## [About this task]
Every entry needs to appear again exactly as written below.

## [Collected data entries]
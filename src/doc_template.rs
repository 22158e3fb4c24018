use crate::canvas::{Canvas, Document};
use crate::debug::DebugLogger;
use crate::error::{QuoteDocError, Result};
use crate::flowable::{BreakAfter, Flowable};
use crate::frame::{AddResult, Frame};
use crate::page_template::{PageContext, PageTemplate};
use serde_json::json;
use std::collections::VecDeque;

pub const META_PAGE_TEMPLATE_KEY: &str = "qd.page_template";

pub struct DocTemplate {
    page_templates: Vec<PageTemplate>,
    story: Vec<Box<dyn Flowable>>,
    debug: Option<DebugLogger>,
}

// page n uses templates[min(n-1, len-1)]; the last template repeats.
fn select_template(page_templates: &[PageTemplate], page_number: usize) -> &PageTemplate {
    let idx = page_number
        .saturating_sub(1)
        .min(page_templates.len().saturating_sub(1));
    &page_templates[idx]
}

fn open_page(canvas: &mut Canvas, template: &PageTemplate, page_number: usize) -> Vec<Frame> {
    if let Some(callback) = template.on_page() {
        callback(
            canvas,
            &PageContext {
                page_number,
                template_name: template.name.clone(),
            },
        );
    }
    canvas.meta(META_PAGE_TEMPLATE_KEY, template.name.clone());
    template.instantiate_frames()
}

impl DocTemplate {
    pub fn new(page_templates: Vec<PageTemplate>) -> Self {
        Self {
            page_templates,
            story: Vec::new(),
            debug: None,
        }
    }

    pub(crate) fn with_debug(mut self, debug: Option<DebugLogger>) -> Self {
        self.debug = debug;
        self
    }

    pub fn add_flowable(&mut self, flowable: Box<dyn Flowable>) {
        self.story.push(flowable);
    }

    pub fn build(self) -> Result<Document> {
        if self.page_templates.is_empty() {
            return Err(QuoteDocError::Layout("no page template".into()));
        }
        if self.page_templates.iter().any(|t| t.frame_rects().is_empty()) {
            return Err(QuoteDocError::Layout("page template without frames".into()));
        }

        let debug = self.debug.clone();
        let log_page_break = |from_page: usize, reason: &str, flowable: &str| {
            let Some(logger) = debug.as_ref() else {
                return;
            };
            logger.log(json!({
                "type": "layout.page_break",
                "reason": reason,
                "from_page": from_page,
                "to_page": from_page + 1,
                "flowable": flowable,
            }));
            logger.increment("layout.page_break", 1);
        };

        let first = select_template(&self.page_templates, 1);
        let mut canvas = Canvas::new(first.page_size);
        let mut page_number = 1usize;
        let mut frames = open_page(&mut canvas, first, page_number);
        let mut frame_index = 0usize;
        let mut placed_on_page = false;

        let mut story: VecDeque<Box<dyn Flowable>> = self.story.into();
        while let Some(mut current) = story.pop_front() {
            loop {
                let name = current.debug_name();
                let pagination = current.pagination();
                if frame_index >= frames.len() {
                    log_page_break(page_number, "frame_exhausted", name);
                    canvas.show_page();
                    page_number += 1;
                    let template = select_template(&self.page_templates, page_number);
                    frames = open_page(&mut canvas, template, page_number);
                    frame_index = 0;
                    placed_on_page = false;
                }

                let is_last_frame = frame_index + 1 >= frames.len();
                match frames[frame_index].add(current, &mut canvas) {
                    AddResult::Placed => {
                        placed_on_page = true;
                        if pagination.break_after == BreakAfter::Page {
                            log_page_break(page_number, "break_after_page", name);
                            canvas.show_page();
                            page_number += 1;
                            let template = select_template(&self.page_templates, page_number);
                            frames = open_page(&mut canvas, template, page_number);
                            frame_index = 0;
                            placed_on_page = false;
                        }
                        break;
                    }
                    AddResult::Split(rest) => {
                        placed_on_page = true;
                        log_page_break(page_number, "flowable_split", name);
                        current = rest;
                        frame_index += 1;
                    }
                    AddResult::Overflow(rest) => {
                        if !placed_on_page && is_last_frame {
                            return Err(QuoteDocError::Layout(format!(
                                "{name} does not fit on page {page_number}"
                            )));
                        }
                        log_page_break(page_number, "frame_overflow", name);
                        current = rest;
                        frame_index += 1;
                    }
                }
            }
        }

        // A trailing forced break leaves an opened page with nothing placed on it.
        if !placed_on_page && page_number > 1 {
            canvas.discard_current();
        }
        let document = canvas.finish();
        if let Some(logger) = &self.debug {
            logger.log(json!({
                "type": "layout.done",
                "pages": document.pages.len(),
            }));
        }
        Ok(document)
    }
}

#[cfg(test)]
mod tests {
    use super::*;
    use crate::flowable::{Anchor, PageBreak, Spacer};
    use crate::types::{Margins, Pt, Size};

    struct Solid(Pt);

    impl Flowable for Solid {
        fn wrap(&self, avail_width: Pt, _: Pt) -> Size {
            Size {
                width: avail_width,
                height: self.0,
            }
        }

        fn split(&self, _: Pt, _: Pt) -> Option<(Box<dyn Flowable>, Box<dyn Flowable>)> {
            None
        }

        fn draw(&self, _: &mut Canvas, _: Pt, _: Pt, _: Pt, _: Pt) {}
    }

    fn template() -> PageTemplate {
        PageTemplate::single_frame("body", Size::a4(), Margins::all_mm(15.0))
    }

    fn anchors(doc: &Document) -> Vec<Vec<String>> {
        doc.pages
            .iter()
            .map(|page| page.meta("page").map(str::to_string).collect())
            .collect()
    }

    #[test]
    fn forced_breaks_start_new_pages() {
        let mut doc = DocTemplate::new(vec![template()]);
        doc.add_flowable(Box::new(Anchor::new("page", "1")));
        doc.add_flowable(Box::new(PageBreak));
        doc.add_flowable(Box::new(Anchor::new("page", "2")));
        doc.add_flowable(Box::new(PageBreak));
        let built = doc.build().unwrap();
        assert_eq!(anchors(&built), vec![vec!["1"], vec!["2"]]);
    }

    #[test]
    fn overflow_continues_on_the_next_page() {
        let mut doc = DocTemplate::new(vec![template()]);
        doc.add_flowable(Box::new(Anchor::new("page", "1")));
        for _ in 0..3 {
            doc.add_flowable(Box::new(Solid(Pt::from_f32(300.0))));
        }
        doc.add_flowable(Box::new(Anchor::new("page", "end")));
        let built = doc.build().unwrap();
        assert_eq!(built.pages.len(), 2);
        assert_eq!(anchors(&built)[1], vec!["end"]);
    }

    #[test]
    fn on_page_runs_for_every_page() {
        let template = template().set_on_page(|canvas, ctx| {
            canvas.meta("physical", ctx.page_number.to_string());
        });
        let mut doc = DocTemplate::new(vec![template]);
        doc.add_flowable(Box::new(PageBreak));
        doc.add_flowable(Box::new(Spacer::new(Pt::from_f32(10.0))));
        let built = doc.build().unwrap();
        let physical: Vec<Vec<&str>> = built
            .pages
            .iter()
            .map(|p| p.meta("physical").collect())
            .collect();
        assert_eq!(physical, vec![vec!["1"], vec!["2"]]);
    }

    #[test]
    fn missing_templates_are_a_layout_error() {
        let err = DocTemplate::new(Vec::new()).build().unwrap_err();
        assert!(matches!(err, QuoteDocError::Layout(_)));
    }
}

## [Solution for this exercise]
filename src/doc_template.rs
repository 22158e3fb4c24018
use crate::canvas::{Canvas, Document};
use crate::debug::DebugLogger;
use crate::error::{QuoteDocError, Result};
use crate::flowable::{BreakAfter, Flowable};
use crate::frame::{AddResult, Frame};
use crate::page_template::{PageContext, PageTemplate};
use serde_json::json;
use std::collections::VecDeque;

pub const META_PAGE_TEMPLATE_KEY: &str = "qd.page_template";

pub struct DocTemplate {
    page_templates: Vec<PageTemplate>,
    story: Vec<Box<dyn Flowable>>,
    debug: Option<DebugLogger>,
}

// page n uses templates[min(n-1, len-1)]; the last template repeats.
fn select_template(page_templates: &[PageTemplate], page_number: usize) -> &PageTemplate {
    let idx = page_number
        .saturating_sub(1)
        .min(page_templates.len().saturating_sub(1));
    &page_templates[idx]
}

fn open_page(canvas: &mut Canvas, template: &PageTemplate, page_number: usize) -> Vec<Frame> {
    if let Some(callback) = template.on_page() {
        callback(
            canvas,
            &PageContext {
                page_number,
                template_name: template.name.clone(),
            },
        );
    }
    canvas.meta(META_PAGE_TEMPLATE_KEY, template.name.clone());
    template.instantiate_frames()
}

impl DocTemplate {
    pub fn new(page_templates: Vec<PageTemplate>) -> Self {
        Self {
            page_templates,
            story: Vec::new(),
            debug: None,
        }
    }

    pub(crate) fn with_debug(mut self, debug: Option<DebugLogger>) -> Self {
        self.debug = debug;
        self
    }

    pub fn add_flowable(&mut self, flowable: Box<dyn Flowable>) {
        self.story.push(flowable);
    }

    pub fn build(self) -> Result<Document> {
        if self.page_templates.is_empty() {
            return Err(QuoteDocError::Layout("no page template".into()));
        }
        if self.page_templates.iter().any(|t| t.frame_rects().is_empty()) {
            return Err(QuoteDocError::Layout("page template without frames".into()));
        }

        let debug = self.debug.clone();
        let log_page_break = |from_page: usize, reason: &str, flowable: &str| {
            let Some(logger) = debug.as_ref() else {
                return;
            };
            logger.log(json!({
                "type": "layout.page_break",
                "reason": reason,
                "from_page": from_page,
                "to_page": from_page + 1,
                "flowable": flowable,
            }));
            logger.increment("layout.page_break", 1);
        };

        let first = select_template(&self.page_templates, 1);
        let mut canvas = Canvas::new(first.page_size);
        let mut page_number = 1usize;
        let mut frames = open_page(&mut canvas, first, page_number);
        let mut frame_index = 0usize;
        let mut placed_on_page = false;

        let mut story: VecDeque<Box<dyn Flowable>> = self.story.into();
        while let Some(mut current) = story.pop_front() {
            loop {
                let name = current.debug_name();
                let pagination = current.pagination();
                if frame_index >= frames.len() {
                    log_page_break(page_number, "frame_exhausted", name);
                    canvas.show_page();
                    page_number += 1;
                    let template = select_template(&self.page_templates, page_number);
                    frames = open_page(&mut canvas, template, page_number);
                    frame_index = 0;
                    placed_on_page = false;
                }

                let is_last_frame = frame_index + 1 >= frames.len();
                match frames[frame_index].add(current, &mut canvas) {
                    AddResult::Placed => {
                        placed_on_page = true;
                        if pagination.break_after == BreakAfter::Page {
                            log_page_break(page_number, "break_after_page", name);
                            canvas.show_page();
                            page_number += 1;
                            let template = select_template(&self.page_templates, page_number);
                            frames = open_page(&mut canvas, template, page_number);
                            frame_index = 0;
                            placed_on_page = false;
                        }
                        break;
                    }
                    AddResult::Split(rest) => {
                        placed_on_page = true;
                        log_page_break(page_number, "flowable_split", name);
                        current = rest;
                        frame_index += 1;
                    }
                    AddResult::Overflow(rest) => {
                        if !placed_on_page && is_last_frame {
                            return Err(QuoteDocError::Layout(format!(
                                "{name} does not fit on page {page_number}"
                            )));
                        }
                        log_page_break(page_number, "frame_overflow", name);
                        current = rest;
                        frame_index += 1;
                    }
                }
            }
        }

        // A trailing forced break leaves an opened page with nothing placed on it.
        if !placed_on_page && page_number > 1 {
            canvas.discard_current();
        }
        let document = canvas.finish();
        if let Some(logger) = &self.debug {
            logger.log(json!({
                "type": "layout.done",
                "pages": document.pages.len(),
            }));
        }
        Ok(document)
    }
}

#[cfg(test)]
mod tests {
    use super::*;
    use crate::flowable::{Anchor, PageBreak, Spacer};
    use crate::types::{Margins, Pt, Size};

    struct Solid(Pt);

    impl Flowable for Solid {
        fn wrap(&self, avail_width: Pt, _: Pt) -> Size {
            Size {
                width: avail_width,
                height: self.0,
            }
        }

        fn split(&self, _: Pt, _: Pt) -> Option<(Box<dyn Flowable>, Box<dyn Flowable>)> {
            None
        }

        fn draw(&self, _: &mut Canvas, _: Pt, _: Pt, _: Pt, _: Pt) {}
    }

    fn template() -> PageTemplate {
        PageTemplate::single_frame("body", Size::a4(), Margins::all_mm(15.0))
    }

    fn anchors(doc: &Document) -> Vec<Vec<String>> {
        doc.pages
            .iter()
            .map(|page| page.meta("page").map(str::to_string).collect())
            .collect()
    }

    #[test]
    fn forced_breaks_start_new_pages() {
        let mut doc = DocTemplate::new(vec![template()]);
        doc.add_flowable(Box::new(Anchor::new("page", "1")));
        doc.add_flowable(Box::new(PageBreak));
        doc.add_flowable(Box::new(Anchor::new("page", "2")));
        doc.add_flowable(Box::new(PageBreak));
        let built = doc.build().unwrap();
        assert_eq!(anchors(&built), vec![vec!["1"], vec!["2"]]);
    }

    #[test]
    fn overflow_continues_on_the_next_page() {
        let mut doc = DocTemplate::new(vec![template()]);
        doc.add_flowable(Box::new(Anchor::new("page", "1")));
        for _ in 0..3 {
            doc.add_flowable(Box::new(Solid(Pt::from_f32(300.0))));
        }
        doc.add_flowable(Box::new(Anchor::new("page", "end")));
        let built = doc.build().unwrap();
        assert_eq!(built.pages.len(), 2);
        assert_eq!(anchors(&built)[1], vec!["end"]);
    }

    #[test]
    fn on_page_runs_for_every_page() {
        let template = template().set_on_page(|canvas, ctx| {
            canvas.meta("physical", ctx.page_number.to_string());
        });
        let mut doc = DocTemplate::new(vec![template]);
        doc.add_flowable(Box::new(PageBreak));
        doc.add_flowable(Box::new(Spacer::new(Pt::from_f32(10.0))));
        let built = doc.build().unwrap();
        let physical: Vec<Vec<&str>> = built
            .pages
            .iter()
            .map(|p| p.meta("physical").collect())
            .collect();
        assert_eq!(physical, vec![vec!["1"], vec!["2"]]);
    }

    #[test]
    fn missing_templates_are_a_layout_error() {
        let err = DocTemplate::new(Vec::new()).build().unwrap_err();
        assert!(matches!(err, QuoteDocError::Layout(_)));
    }
}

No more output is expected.